Finalizada a quadra chuvosa de 2024, o cenário nos reservatórios do Ceará é melhor se comparado à situação dos anos anteriores. O volume atual de 10,54 bilhões de metros cúbicos (56% da capacidade total), distribuídos em 157 reservatórios estratégicos monitorados pela Companhia de Gestão dos Recursos Hídricos (Cogerh), é a maior reserva hídrica armazenada desde 2012.
O volume total é reflexo dos bons aportes nas bacias hidrográficas do Estado. As regiões do Acaraú, Coreaú, Litoral, Metropolitana, Serra da Ibiapaba, Salgado e Baixo Jaguaribe estão em situação “muito confortável”, com volumes acima de 70%, com destaque para o Baixo Jaguaribe e Litoral que registram 100% de seu armazenamento.
A região do Curu recebeu uma recuperação significativa. No início deste ano, antes do início da quadra chuvosa, a bacia estava com 26% da capacidade total. Hoje se encontra com 66% de
reservas hídricas acumuladas, numa situação confortável.
77 açudes sangraram na quadra chuvosa de 2024
Durante a quadra chuvosa de 2024 o Ceará registrou a sangria de 77 açudes, número que não se via desde 2009, quando sangraram 111.
Regiões em alerta
Apesar desses avanços, a realidade na bacia hidrográfica dos Sertões de Crateús contrasta com menos de 25% de sua capacidade hídrica acumulada. Outros 20 reservatórios do Ceará apresentam volumes abaixo de 30% de sua capacidade, “destacando os desafios persistentes impostos pelo clima semiárido da região, com chuvas distribuídas de forma irregular no tempo e espaço”, conforme destacou Tércio Tavares, diretor de Operações da Cogerh.
Castanhão, Orós e Banabuiú

Os três maiores açudes cearenses atingiram bons aportes, registrando os maiores níveis dos últimos anos.
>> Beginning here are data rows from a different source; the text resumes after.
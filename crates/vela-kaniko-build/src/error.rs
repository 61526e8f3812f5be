use std::path::PathBuf;
use std::process::ExitStatus;
use thiserror::Error;

/// エラーの分類
///
/// 呼び出し側（テスト含む）がメッセージ文字列に依存せずに判定するために使う。
#[derive(Debug, Clone, Copy, PartialEq, Eq)]
pub enum ErrorKind {
    MissingField,
    InvalidEnum,
    InvalidFormat,
    RangeError,
    ConstraintViolation,
    Io,
}

#[derive(Debug, Error)]
pub enum BuildError {
    #[error("no {field} provided")]
    MissingField { field: &'static str },

    #[error("{field} was not a valid value: {value} - valid options ({allowed})")]
    InvalidEnum {
        field: &'static str,
        value: String,
        allowed: &'static str,
    },

    #[error("{field} '{value}' not allowed - {reason}")]
    InvalidFormat {
        field: &'static str,
        value: String,
        reason: String,
    },

    #[error("{field} {value} not allowed - valid range ({min}-{max})")]
    OutOfRange {
        field: &'static str,
        value: i64,
        min: i64,
        max: i64,
    },

    #[error("cache not set for cache repo: {cache_repo}")]
    CacheNotEnabled { cache_repo: String },

    #[error("custom label key '{key}' is reserved and cannot be overridden")]
    ReservedLabel { key: String },

    #[error("failed to write registry credentials to {path}: {source}")]
    Credentials {
        path: PathBuf,
        #[source]
        source: std::io::Error,
    },

    #[error("failed to start executor {bin}: {source}")]
    ExecutorSpawn {
        bin: PathBuf,
        #[source]
        source: std::io::Error,
    },

    #[error("executor failed with {status}")]
    ExecutorFailed { status: ExitStatus },

    #[error("failed to copy executor {stream}: {source}")]
    StreamCopy {
        stream: &'static str,
        #[source]
        source: std::io::Error,
    },

    #[error("IO error: {0}")]
    Io(#[from] std::io::Error),
}

impl BuildError {
    pub fn kind(&self) -> ErrorKind {
        match self {
            BuildError::MissingField { .. } => ErrorKind::MissingField,
            BuildError::InvalidEnum { .. } => ErrorKind::InvalidEnum,
            BuildError::InvalidFormat { .. } => ErrorKind::InvalidFormat,
            BuildError::OutOfRange { .. } => ErrorKind::RangeError,
            BuildError::CacheNotEnabled { .. } | BuildError::ReservedLabel { .. } => {
                ErrorKind::ConstraintViolation
            }
            BuildError::Credentials { .. }
            | BuildError::ExecutorSpawn { .. }
            | BuildError::ExecutorFailed { .. }
            | BuildError::StreamCopy { .. }
            | BuildError::Io(_) => ErrorKind::Io,
        }
    }

    /// ユーザー向けの分かりやすいエラーメッセージ
    pub fn user_message(&self) -> String {
        match self {
            BuildError::MissingField { field } => {
                format!(
                    "{}\n\
                     \n\
                     解決方法:\n\
                     パイプラインの parameters で {} を指定してください",
                    self,
                    field
                )
            }
            BuildError::CacheNotEnabled { .. } => {
                format!(
                    "{}\n\
                     \n\
                     解決方法:\n\
                     cache_repo を使う場合は cache: true も指定してください",
                    self
                )
            }
            BuildError::ReservedLabel { .. } => {
                format!(
                    "{}\n\
                     \n\
                     解決方法:\n\
                     org.opencontainers.image.* と io.vela.build.* はプラグインが設定するため、\n\
                     別のキー名を使ってください",
                    self
                )
            }
            BuildError::ExecutorSpawn { bin, .. } => {
                format!(
                    "{}\n\
                     \n\
                     kaniko executor が {} に存在するか確認してください。",
                    self,
                    bin.display()
                )
            }
            _ => format!("{}", self),
        }
    }
}

pub type BuildResult<T> = std::result::Result<T, BuildError>;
O Açude Orós, por exemplo, chegou a 4,7% no começo de 2020. Agora, já se encontra com 74%. O Açude Banabuiú chegou a estar praticamente seco entre 2015 e 2018.
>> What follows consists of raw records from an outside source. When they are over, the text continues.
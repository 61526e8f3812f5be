use thiserror::Error;

#[derive(Error, Debug)]
pub enum ConfigError {
    #[error("未定義の設定です: {0}")]
    UnknownSetting(String),

    #[error("設定 {setting} の値が不正です ({source_name}): '{value}' は {expected} として解釈できません")]
    InvalidValue {
        setting: String,
        source_name: String,
        value: String,
        expected: &'static str,
    },
}

pub type Result<T> = std::result::Result<T, ConfigError>;
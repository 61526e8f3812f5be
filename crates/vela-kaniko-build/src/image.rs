use crate::error::{BuildError, BuildResult};

/// イメージのビルド時パラメータ
#[derive(Debug, Clone, Default)]
pub struct ImageInfo {
    /// ビルド時に渡す変数 ("KEY=VALUE")
    pub build_args: Vec<String>,
    /// ビルドコンテキストのパス
    pub context: String,
    /// Dockerfile のパス
    pub dockerfile: String,
    /// マルチステージビルドのターゲット
    pub target: Option<String>,
    pub force_build_metadata: bool,
    /// ビルド対象プラットフォーム (例: linux/arm64)
    pub custom_platform: Option<String>,
}

impl ImageInfo {
    pub fn validate(&self) -> BuildResult<()> {
        tracing::trace!("validating image plugin configuration");

        if self.context.is_empty() {
            return Err(BuildError::MissingField {
                field: "image context",
            });
        }

        if self.dockerfile.is_empty() {
            return Err(BuildError::MissingField {
                field: "image dockerfile",
            });
        }

        Ok(())
    }
}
No começo deste ano o reservatório registrava hoje, 42%. Já o Gigante Castanhão, que chegou a marcar 2,1% de volume em 2018, agora bate 36%, maior percentual desde 2014. Pelo quinto ano seguido, o Castanhão não mandará água para a região metropolitana de Fortaleza, devido ao bom volume acumulado nos açudes Pacoti, Pacajus Riachão e Gavião, que abastecem a RMF.
Uso Responsável da água e Operação dos Reservatórios
Mesmo com a boa perspectiva, é necessário prudência, visto que o Ceará fica em uma região semiárida.

“Nem sempre chuva resulta em aportes. As chuvas, mesmo na média ou até acima da média, carecem de constância e precisam cair no lugar certo para gerar escoamento e, consequentemente, aportes”, ensina Yuri Castro.
Dentro da política de Recursos Hídricos, o Estado, através da Cogerh, planeja a operação dos seus reservatórios de acordo com os volumes registrados ao fim da quadra chuvosa. Para isso, são feitas reuniões com os colegiados dos Comitês de Bacias e realizadas simulações dos cenários de uso da água em cada região do Ceará, são as chamadas alocações negociadas de águas, realizadas de forma participativa com representações da sociedade.